I decided to let God out of the box I had put Him in. I had to remember that His ways are not my ways. I was hearing from Him all along. He was telling me that it was ok to love my son. He was telling me that He loved Him too. He told me to stop listening to people and focus on Him. It was hard…it still is some days. Through this journey I have met so many people who have had horrible experiences at the hands of God’s people. I know a woman who was told that God gave her a very serious illness because she didn’t kick her gay child out of her home. I know a family that was banned from their church because they support their gay daughter. I know families that are torn in half because family members believe that by supporting their gay child they are leading them straight into hell. And others feel the need to constantly quote Bible verses to us…a common one being this:
2 Timothy 4:3
For a time is coming when people will no longer listen to sound and wholesome teaching. They will follow their own desires and will look for teachers who will tell them whatever their itching ears want to hear.
I’m learning to silence the voices of people and listen for the voice of God. Getting rid of the monkeys (smile).

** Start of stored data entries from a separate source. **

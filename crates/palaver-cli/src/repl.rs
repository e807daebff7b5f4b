//! Subcommands: `palaver chat` and `palaver tools`.

use std::sync::Arc;

use anyhow::{Context, Result};
use palaver_agent::{ChatSession, Dispatcher, LlmClient, Settings};
use palaver_tools::builtin_registry;
use tracing::info;

use crate::cli::ChatArgs;
use crate::console::{ConsoleDisplay, ConsoleInput};
use crate::helpers::{init_tracing, process_env};

/// Run an interactive chat session on the terminal.
pub async fn cmd_chat(args: ChatArgs) -> Result<()> {
    // 1. Initialize tracing.
    init_tracing(if args.verbose { "debug" } else { "warn" });

    // 2. Resolve settings: file, then environment, then flags.
    let mut settings =
        Settings::load(args.config.as_deref()).context("failed to load configuration")?;
    settings
        .apply_env(process_env)
        .context("invalid environment configuration")?;
    args.apply(&mut settings);

    // 3. Build the LLM client.
    let client_config = settings
        .to_client_config(process_env)
        .context("cannot configure LLM provider")?;
    let client = LlmClient::new(client_config).context("failed to create LLM client")?;
    info!(
        provider = %settings.provider,
        model = %settings.model(),
        "LLM client ready"
    );

    // 4. Register tools.
    let dispatcher = Dispatcher::new(Arc::new(builtin_registry()));
    let agent_config = settings.to_agent_config();

    // 5. Print startup banner.
    println!();
    println!("  Palaver v{}", env!("CARGO_PKG_VERSION"));
    println!("  Provider: {}", settings.provider);
    println!("  Model: {}", settings.model());
    println!("  Mode: {}", agent_config.mode);
    println!("  Type your message, Ctrl-D to exit.");
    println!();

    // 6. Run the session until end of input.
    let mut session = ChatSession::new(Arc::new(client), dispatcher, agent_config);
    let mut input = ConsoleInput::stdin();
    let mut display = ConsoleDisplay::stdout();

    let outcome = session
        .run(&mut input, &mut display)
        .await
        .context("chat session ended with an error")?;

    println!();
    info!(
        session_id = %outcome.session_id,
        turns = outcome.turns,
        "shutting down"
    );
    Ok(())
}

/// Print the tool catalog.
pub fn cmd_tools() -> Result<()> {
    let catalog = builtin_registry().catalog();

    println!();
    println!("  Tools ({})", catalog.len());
    println!();
    for spec in catalog.iter() {
        let schema = serde_json::to_string_pretty(&spec.input_schema)
            .context("failed to render input schema")?;
        println!("  {}", spec.name);
        println!("    {}", spec.description);
        for line in schema.lines() {
            println!("    {line}");
        }
        println!();
    }

    Ok(())
}
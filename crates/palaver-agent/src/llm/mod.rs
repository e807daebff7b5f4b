//! LLM integration layer.
//!
//! This module provides the interface between the session loop and the
//! remote inference endpoint.  It is organized into:
//!
//! - [`types`] -- Raw response shapes (blocking response, stream events).
//! - [`client`] -- HTTP client for the Anthropic and OpenAI APIs.
//! - [`streaming`] -- SSE parser for Anthropic incremental responses.
//! - [`streaming_openai`] -- SSE parser for OpenAI incremental responses.

pub mod client;
pub mod streaming;
pub mod streaming_openai;
pub mod types;

use async_trait::async_trait;
use futures::stream::BoxStream;

use crate::conversation::ConversationHistory;
use crate::error::Result;
use crate::tools::ToolCatalog;

// Re-export the most commonly used types for convenience.
pub use client::{LlmClient, LlmClientConfig, LlmProvider};
pub use types::{Response, ResponseBlock, StreamEvent};

/// Single-pass sequence of stream events.  An `Err` item ends the turn.
pub type EventStream = BoxStream<'static, Result<StreamEvent>>;

/// The two ways of asking the model for its next turn.
///
/// Both take the full history and the tool catalog; neither retries.  Any
/// error returned here, or yielded from the event stream, is fatal to the
/// session.
#[async_trait]
pub trait InferenceClient: Send + Sync {
    /// One round trip returning the complete response.
    async fn invoke_blocking(
        &self,
        history: &ConversationHistory,
        catalog: &ToolCatalog,
        model: &str,
    ) -> Result<Response>;

    /// Open a stream of incremental events for the next turn.
    async fn invoke_streaming(
        &self,
        history: &ConversationHistory,
        catalog: &ToolCatalog,
        model: &str,
    ) -> Result<EventStream>;
}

It is challenging at times. But I want to fight the good fight, run a good race, and I want to keep the faith.
I love this quote:
A true faith in Jesus Christ will not suffer us to be idle. No, it is an active, lively, restless principle; it fills the heart, so that it cannot be easy till it is doing something for Jesus Christ – George Whitefield
The heart cannot be easy till it is doing something for Christ. God has given me a strong desire to help families who are on this same journey. It is so isolating and painful. He has also given me a passion for the children who are kicked out of their homes. I don’t know where it’s going to take me, but I am open to His leading.

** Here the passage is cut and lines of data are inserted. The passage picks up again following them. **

//! Response normalization.
//!
//! Both response modes end up as a single [`Turn`] before anything else in
//! the session sees them.  A blocking [`Response`] keeps its block order; a
//! stream is folded into one text item, since streamed turns carry no tool
//! invocations.

use futures::StreamExt;
use serde_json::Value;

use crate::conversation::{ContentItem, Speaker, ToolInvocation, Turn};
use crate::error::Result;
use crate::llm::{EventStream, Response, ResponseBlock, StreamEvent};

/// Map a provider role string onto a [`Speaker`].
fn speaker_for_role(role: &str) -> Speaker {
    match role {
        "user" => Speaker::Human,
        _ => Speaker::Model,
    }
}

/// Convert a blocking response into a turn.
///
/// `text` blocks become [`ContentItem::Text`], well-formed `tool_use` blocks
/// become [`ContentItem::ToolInvocation`], and everything else (including a
/// `tool_use` block missing its id or name) becomes
/// [`ContentItem::Unrecognized`].
pub fn normalize_response(response: Response) -> Turn {
    let content = response.blocks.into_iter().map(normalize_block).collect();

    Turn {
        speaker: speaker_for_role(&response.role),
        content,
    }
}

fn normalize_block(block: ResponseBlock) -> ContentItem {
    let ResponseBlock { kind, mut body } = block;

    match kind.as_str() {
        "text" => match body["text"].as_str() {
            Some(text) => ContentItem::Text(text.to_owned()),
            None => {
                tracing::warn!("text block without a text field");
                ContentItem::Unrecognized { kind }
            }
        },
        "tool_use" => {
            let id = body["id"].as_str().map(str::to_owned);
            let name = body["name"].as_str().map(str::to_owned);
            match (id, name) {
                (Some(id), Some(name)) => {
                    let input = match body.get_mut("input").map(Value::take) {
                        Some(Value::Null) | None => Value::Object(Default::default()),
                        Some(input) => input,
                    };
                    ContentItem::ToolInvocation(ToolInvocation { id, name, input })
                }
                _ => {
                    tracing::warn!(block = %body, "tool_use block without id or name");
                    ContentItem::Unrecognized { kind }
                }
            }
        }
        _ => {
            tracing::warn!(kind = %kind, "unrecognized content block");
            ContentItem::Unrecognized { kind }
        }
    }
}

/// Drain an event stream into a turn.
///
/// `on_text` is called with every fragment as it arrives so the caller can
/// render incrementally.  The resulting turn holds exactly one text item,
/// empty if the model sent no text.  The first error ends consumption and
/// is returned.
pub async fn normalize_stream<F>(mut events: EventStream, mut on_text: F) -> Result<Turn>
where
    F: FnMut(&str),
{
    let mut speaker = Speaker::Model;
    let mut buffer = String::new();

    while let Some(event) = events.next().await {
        match event? {
            StreamEvent::TurnStart { role } => {
                speaker = speaker_for_role(&role);
            }
            StreamEvent::ContentDelta { text } => {
                on_text(&text);
                buffer.push_str(&text);
            }
            StreamEvent::Unknown { tag } => {
                tracing::debug!(tag = %tag, "ignoring stream event");
            }
        }
    }

    Ok(Turn {
        speaker,
        content: vec![ContentItem::Text(buffer)],
    })
}

// ---------------------------------------------------------------------------
// Tests
// ---------------------------------------------------------------------------
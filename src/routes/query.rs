use axum::{
    extract::{multipart::MultipartRejection, DefaultBodyLimit, Multipart, State},
    http::StatusCode,
    routing::post,
    Json, Router,
};
use bytes::Bytes;
use tracing::{info, info_span, warn, Instrument};
use uuid::Uuid;

use crate::agents::execute_query_pipeline;
use crate::models::{AppState, QueryResponse};

pub fn router(state: AppState) -> Router {
    let limit = state.config.server.max_upload_bytes;
    Router::new()
        .route("/api/query", post(post_query))
        .layer(DefaultBodyLimit::max(limit))
        .with_state(state)
}

struct QueryForm {
    filename: String,
    data: Bytes,
    question: String,
}

async fn read_form(mut multipart: Multipart) -> Result<QueryForm, String> {
    let mut upload: Option<(String, Bytes)> = None;
    let mut question = String::new();

    while let Some(field) = multipart
        .next_field()
        .await
        .map_err(|e| format!("Could not read upload: {}", e))?
    {
        let name = field.name().map(str::to_string);
        match name.as_deref() {
            Some("file") => {
                let filename = field.file_name().unwrap_or("upload").to_string();
                let data = field
                    .bytes()
                    .await
                    .map_err(|e| format!("Could not read upload: {}", e))?;
                upload = Some((filename, data));
            }
            Some("question") => {
                question = field
                    .text()
                    .await
                    .map_err(|e| format!("Could not read question: {}", e))?;
            }
            _ => {}
        }
    }

    let (filename, data) = upload.ok_or_else(|| "No database file was uploaded".to_string())?;
    Ok(QueryForm {
        filename,
        data,
        question,
    })
}

async fn post_query(
    State(state): State<AppState>,
    multipart: Result<Multipart, MultipartRejection>,
) -> (StatusCode, Json<QueryResponse>) {
    let form = match multipart {
        Ok(multipart) => read_form(multipart).await,
        Err(rejection) => Err(rejection.body_text()),
    };

    let form = match form {
        Ok(form) => form,
        Err(message) => {
            warn!(error = %message, "Rejected query request");
            let response = QueryResponse::setup_error(message);
            return (response.status_code(), Json(response));
        }
    };

    let request_id = Uuid::new_v4();
    info!(
        %request_id,
        filename = %form.filename,
        size = form.data.len(),
        question_len = form.question.len(),
        "Received query request"
    );

    let outcome = execute_query_pipeline(
        &form.filename,
        &form.data,
        &form.question,
        &state.config,
        state.connector.as_ref(),
    )
    .instrument(info_span!("query", %request_id))
    .await;

    let response = QueryResponse::from(outcome);
    (response.status_code(), Json(response))
}
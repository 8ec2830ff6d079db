use axum::{extract::State, routing::get, Json, Router};
use crate::models::{AppState, HealthResponse};

pub fn router(state: AppState) -> Router {
    Router::new()
        .route("/api/health", get(health_check))
        .with_state(state)
}

async fn health_check(State(state): State<AppState>) -> Json<HealthResponse> {
    let response = HealthResponse {
        status: "ok".to_string(),
        timestamp: chrono::Utc::now().to_rfc3339(),
        llm_provider: state.config.llm.provider.clone(),
        model: state.config.llm.model.clone(),
    };

    Json(response)
}
use std::sync::Arc;

use async_trait::async_trait;

use crate::config::LLMConfig;
use crate::llm::openai::OpenAIAdapter;
use crate::types::{AppError, AppResult, LLMProvider, LLMRequest, LLMResponse};

#[async_trait]
pub trait LLMAdapter: Send + Sync {
    async fn create_chat_completion(&self, request: &LLMRequest) -> AppResult<LLMResponse>;
}

/// Configuration for LLM provider (renamed to avoid conflict with LLMProvider enum in types.rs)
pub struct LLMProviderConfig {
    pub name: String,
    pub api_key: String,
    pub base_url: Option<String>,
}

pub struct LLM {
    adapter: Box<dyn LLMAdapter>,
    provider: LLMProvider,
}

impl LLM {
    pub fn new(config: LLMProviderConfig) -> AppResult<Self> {
        let provider = LLMProvider::parse(&config.name)
            .ok_or_else(|| AppError::Config(format!("Unsupported provider: {}", config.name)))?;

        let base_url = config
            .base_url
            .unwrap_or_else(|| provider.default_base_url().to_string());
        let adapter: Box<dyn LLMAdapter> =
            Box::new(OpenAIAdapter::with_base_url(&config.api_key, &base_url));

        Ok(Self { adapter, provider })
    }

    pub fn provider(&self) -> LLMProvider {
        self.provider
    }
}

#[async_trait]
impl LLMAdapter for LLM {
    async fn create_chat_completion(&self, request: &LLMRequest) -> AppResult<LLMResponse> {
        self.adapter.create_chat_completion(request).await
    }
}

/// Produces the language-model client for one session
pub trait LLMConnector: Send + Sync {
    fn connect(&self, config: &LLMConfig) -> AppResult<Arc<dyn LLMAdapter>>;
}

/// Builds real provider clients from the environment-backed configuration
#[derive(Debug, Clone, Copy, Default)]
pub struct ProviderConnector;

impl LLMConnector for ProviderConnector {
    fn connect(&self, config: &LLMConfig) -> AppResult<Arc<dyn LLMAdapter>> {
        let api_key = config.active_api_key().ok_or_else(|| {
            AppError::Config(format!(
                "No API key configured for provider '{}'",
                config.provider
            ))
        })?;

        let llm: Arc<dyn LLMAdapter> = Arc::new(LLM::new(LLMProviderConfig {
            name: config.provider.clone(),
            api_key,
            base_url: config.base_url.clone(),
        })?);

        Ok(llm)
    }
}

I found this quote from John Ortberg this week and I absolutely love it:
“In a contagious world, we learn to keep our distance. If we get too close to those who are suffering, we might get infected by their pain. It may not be convenient or comfortable. But only when you get close enough to catch their hurt will they be close enough to catch your love” ~ John Ortberg
Oh Lord…may I get close enough to another’s hurt so that they catch my love….because love matters.